> _Your goal_
In the entries below, find the line with "else if name.eq_ignore_ascii_case(SECRET_KEY_HEADER)" and the line with "API credentials not". Print those two and everything between them exactly, and nothing else.

> _Records for this exercise_
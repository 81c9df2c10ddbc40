//! Per-invocation context: the public client and the credential scope
//!
//! Each tool call receives the context explicitly. Auth tools build a fresh
//! authenticated client from the scope for that one call; nothing shared is
//! ever mutated.

use coinex_auth::{Credentials, ACCESS_ID_ENV, SECRET_KEY_ENV};
use coinex_rest::CoinExRestClient;
use std::fmt;
use tracing::debug;

use crate::error::{ToolError, ToolResult};

/// Request header carrying the access id in per-request scope
pub const ACCESS_ID_HEADER: &str = "X-CoinEx-Access-Id";
/// Request header carrying the secret key in per-request scope
pub const SECRET_KEY_HEADER: &str = "X-CoinEx-Secret-Key";

/// Where credentials for auth tools come from
#[derive(Clone)]
pub enum CredentialScope {
    /// Resolved once at startup from explicit values or the environment
    Environment(Option<Credentials>),
    /// Supplied with each HTTP request as headers; never falls back to the environment
    Request {
        access_id: Option<String>,
        secret_key: Option<String>,
    },
}

impl CredentialScope {
    /// Resolve startup credentials, falling back to `COINEX_ACCESS_ID`/`COINEX_SECRET_KEY`
    pub fn environment(access_id: Option<String>, secret_key: Option<String>) -> Self {
        match Credentials::resolve(access_id, secret_key, true) {
            Ok(credentials) => Self::Environment(Some(credentials)),
            Err(e) => {
                debug!(error = %e, "No startup credentials");
                Self::Environment(None)
            }
        }
    }

    /// Per-request scope from HTTP-style headers, matched case-insensitively
    pub fn from_headers<'a, I>(headers: I) -> Self
    where
        I: IntoIterator<Item = (&'a str, &'a str)>,
    {
        let mut access_id = None;
        let mut secret_key = None;
        for (name, value) in headers {
            if name.eq_ignore_ascii_case(ACCESS_ID_HEADER) {
                access_id = Some(value.to_string());
            } else if name.eq_ignore_ascii_case(SECRET_KEY_HEADER) {
                secret_key = Some(value.to_string());
            }
        }
        Self::Request {
            access_id,
            secret_key,
        }
    }

    /// Credentials for an auth tool, or a configuration error naming what is missing
    pub fn credentials(&self) -> ToolResult<Credentials> {
        match self {
            Self::Environment(Some(credentials)) => Ok(credentials.clone()),
            Self::Environment(None) => Err(ToolError::Configuration(format!(
                "CoinEx API credentials not found. Please set {ACCESS_ID_ENV} and {SECRET_KEY_ENV}"
            ))),
            Self::Request {
                access_id,
                secret_key,
            } => Credentials::resolve(access_id.clone(), secret_key.clone(), false).map_err(|e| {
                ToolError::Configuration(format!(
                    "Request headers must include {ACCESS_ID_HEADER} and {SECRET_KEY_HEADER} \
                     to access account/trading tools ({e})"
                ))
            }),
        }
    }
}

impl fmt::Debug for CredentialScope {
    fn fmt(&self, f: &mut fmt::Formatter<'_>) -> fmt::Result {
        match self {
            Self::Environment(credentials) => f
                .debug_tuple("Environment")
                .field(credentials)
                .finish(),
            Self::Request {
                access_id,
                secret_key,
            } => f
                .debug_struct("Request")
                .field("has_access_id", &access_id.is_some())
                .field("has_secret_key", &secret_key.is_some())
                .finish(),
        }
    }
}

/// Everything a tool invocation may use
#[derive(Debug, Clone)]
pub struct ToolContext {
    client: CoinExRestClient,
    scope: CredentialScope,
}

impl ToolContext {
    pub fn new(client: CoinExRestClient, scope: CredentialScope) -> Self {
        Self { client, scope }
    }

    /// Client for public tools; never carries credentials
    pub fn client(&self) -> &CoinExRestClient {
        &self.client
    }

    pub fn scope(&self) -> &CredentialScope {
        &self.scope
    }

    /// Same public client with a different credential scope, e.g. per HTTP request
    pub fn with_scope(&self, scope: CredentialScope) -> Self {
        Self {
            client: self.client.clone(),
            scope,
        }
    }

    /// Fresh authenticated client for one auth tool call
    pub fn secret_client(&self) -> ToolResult<CoinExRestClient> {
        Ok(self.client.authenticated(self.scope.credentials()?))
    }
}
//! Named, schema-described tools over the CoinEx REST client
//!
//! Each tool validates its JSON arguments once at the boundary, calls one
//! endpoint, and returns the exchange's `{code, message, data}` envelope.
//! The [`server`] module hosts the registry as an MCP server over stdio or
//! HTTP.
//!
//! # Example
//!
//! ```no_run
//! use coinex_rest::CoinExRestClient;
//! use coinex_tools::{CredentialScope, ToolContext, ToolMode, ToolRegistry};
//! use serde_json::json;
//!
//! #[tokio::main]
//! async fn main() -> Result<(), Box<dyn std::error::Error>> {
//!     let registry = ToolRegistry::new(ToolMode::All);
//!     let ctx = ToolContext::new(
//!         CoinExRestClient::new()?,
//!         CredentialScope::environment(None, None),
//!     );
//!
//!     let ticker = registry
//!         .invoke("get_ticker", json!({"base": "BTC"}), &ctx)
//!         .await?;
//!     println!("{}", ticker.into_value());
//!     Ok(())
//! }
//! ```

pub mod args;
pub mod context;
pub mod error;
pub mod registry;
pub mod schema;
pub mod server;
pub mod tools;

pub use args::ToolArgs;
pub use context::{CredentialScope, ToolContext, ACCESS_ID_HEADER, SECRET_KEY_HEADER};
pub use error::{ToolError, ToolResult};
pub use registry::{ToolMode, ToolRegistry};
pub use schema::{ParamKind, ParamSpec, ToolSpec, ToolTag};
pub use server::{HttpConfig, McpServer};
pub use tools::{Tool, LIQUIDATION_UNAVAILABLE};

> _Result for this exercise_
            } else if name.eq_ignore_ascii_case(SECRET_KEY_HEADER) {
                secret_key = Some(value.to_string());
            }
        }
        Self::Request {
            access_id,
            secret_key,
        }
    }

    /// Credentials for an auth tool, or a configuration error naming what is missing
    pub fn credentials(&self) -> ToolResult<Credentials> {
        match self {
            Self::Environment(Some(credentials)) => Ok(credentials.clone()),
            Self::Environment(None) => Err(ToolError::Configuration(format!(
                "CoinEx API credentials not found. Please set {ACCESS_ID_ENV} and {SECRET_KEY_ENV}"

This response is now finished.